WHAT YOU WILL DO
Each line of the listing that contains "Ordering" should be found and copied.

INPUT FOR THIS TASK
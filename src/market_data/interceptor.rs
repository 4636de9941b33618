// Passive frame tap: decode what the broker page receives and fold it into
// the caches. Runs on the driver's reader task, so it never blocks.

use std::collections::BTreeMap;
use std::sync::atomic::{AtomicU64, Ordering};
use std::sync::Arc;

use chrono::{DateTime, Utc};
use parking_lot::Mutex;
use serde::Serialize;
use tracing::{debug, trace};

use crate::browser::FrameHandler;
use crate::market_data::adapters::{decoder_for, BrokerVariant, FrameDecoder, FrameEvent};
use crate::market_data::cache::MarketCaches;

#[derive(Debug, Clone, Default, Serialize)]
pub struct InterceptorStats {
    pub frames_total: u64,
    pub frames_decoded: u64,
    pub frames_discarded: u64,
    pub events: BTreeMap<String, u64>,
    pub last_frame_at: Option<DateTime<Utc>>,
}

pub struct FrameInterceptor {
    feed: &'static str,
    decoder: Box<dyn FrameDecoder>,
    caches: Arc<MarketCaches>,
    frames_total: AtomicU64,
    frames_decoded: AtomicU64,
    frames_discarded: AtomicU64,
    events: Mutex<BTreeMap<String, u64>>,
    last_frame_at: Mutex<Option<DateTime<Utc>>>,
}

impl FrameInterceptor {
    pub fn new(variant: BrokerVariant, caches: Arc<MarketCaches>) -> Self {
        Self {
            feed: "primary",
            decoder: decoder_for(variant),
            caches,
            frames_total: AtomicU64::new(0),
            frames_decoded: AtomicU64::new(0),
            frames_discarded: AtomicU64::new(0),
            events: Mutex::new(BTreeMap::new()),
            last_frame_at: Mutex::new(None),
        }
    }

    /// Label carried by this tap's metrics, so parallel feeds don't merge.
    pub fn with_feed(mut self, feed: &'static str) -> Self {
        self.feed = feed;
        self
    }

    pub fn feed(&self) -> &'static str {
        self.feed
    }

    pub fn variant(&self) -> BrokerVariant {
        self.decoder.variant()
    }

    pub fn caches(&self) -> &Arc<MarketCaches> {
        &self.caches
    }

    /// Closure to hand to `BrowserPage::subscribe_frames`.
    pub fn handler(self: &Arc<Self>) -> FrameHandler {
        let this = Arc::clone(self);
        Arc::new(move |raw: &[u8]| {
            this.handle_frame(raw);
        })
    }

    /// Decode one frame and apply it. Returns the number of cache writes.
    pub fn handle_frame(&self, raw: &[u8]) -> usize {
        self.frames_total.fetch_add(1, Ordering::Relaxed);
        *self.last_frame_at.lock() = Some(Utc::now());
        metrics::counter!("brokerfeed_frames_total", "feed" => self.feed).increment(1);

        let Some(frame) = self.decoder.decode(raw) else {
            self.frames_discarded.fetch_add(1, Ordering::Relaxed);
            metrics::counter!("brokerfeed_frames_discarded_total", "feed" => self.feed).increment(1);
            trace!(len = raw.len(), "frame discarded");
            return 0;
        };

        self.frames_decoded.fetch_add(1, Ordering::Relaxed);
        *self.events.lock().entry(frame.event.clone()).or_insert(0) += 1;
        metrics::counter!("brokerfeed_events_total", "feed" => self.feed, "event" => frame.event.clone()).increment(1);

        let mut writes = 0;
        for update in frame.updates {
            if self.apply(update) {
                writes += 1;
            }
        }
        trace!(event = %frame.event, writes, "frame applied");
        writes
    }

    fn apply(&self, update: FrameEvent) -> bool {
        match update {
            FrameEvent::Candles { asset, candles, period_secs } => {
                let bars = candles.len();
                let key = self.caches.replace_candles(&asset, candles, period_secs);
                if let Some(key) = &key {
                    debug!(instrument = %key, bars, period = ?period_secs, "candles from stream");
                }
                key.is_some()
            }
            FrameEvent::Quote { asset, price } => self.caches.put_quote(&asset, price).is_some(),
            FrameEvent::Payout { asset, percentage } => self.caches.put_payout(&asset, percentage).is_some(),
        }
    }

    pub fn stats(&self) -> InterceptorStats {
        InterceptorStats {
            frames_total: self.frames_total.load(Ordering::Relaxed),
            frames_decoded: self.frames_decoded.load(Ordering::Relaxed),
            frames_discarded: self.frames_discarded.load(Ordering::Relaxed),
            events: self.events.lock().clone(),
            last_frame_at: *self.last_frame_at.lock(),
        }
    }
}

REPLY
use std::sync::atomic::{AtomicU64, Ordering};
        self.frames_total.fetch_add(1, Ordering::Relaxed);
            self.frames_discarded.fetch_add(1, Ordering::Relaxed);
        self.frames_decoded.fetch_add(1, Ordering::Relaxed);
            frames_total: self.frames_total.load(Ordering::Relaxed),
            frames_decoded: self.frames_decoded.load(Ordering::Relaxed),
            frames_discarded: self.frames_discarded.load(Ordering::Relaxed),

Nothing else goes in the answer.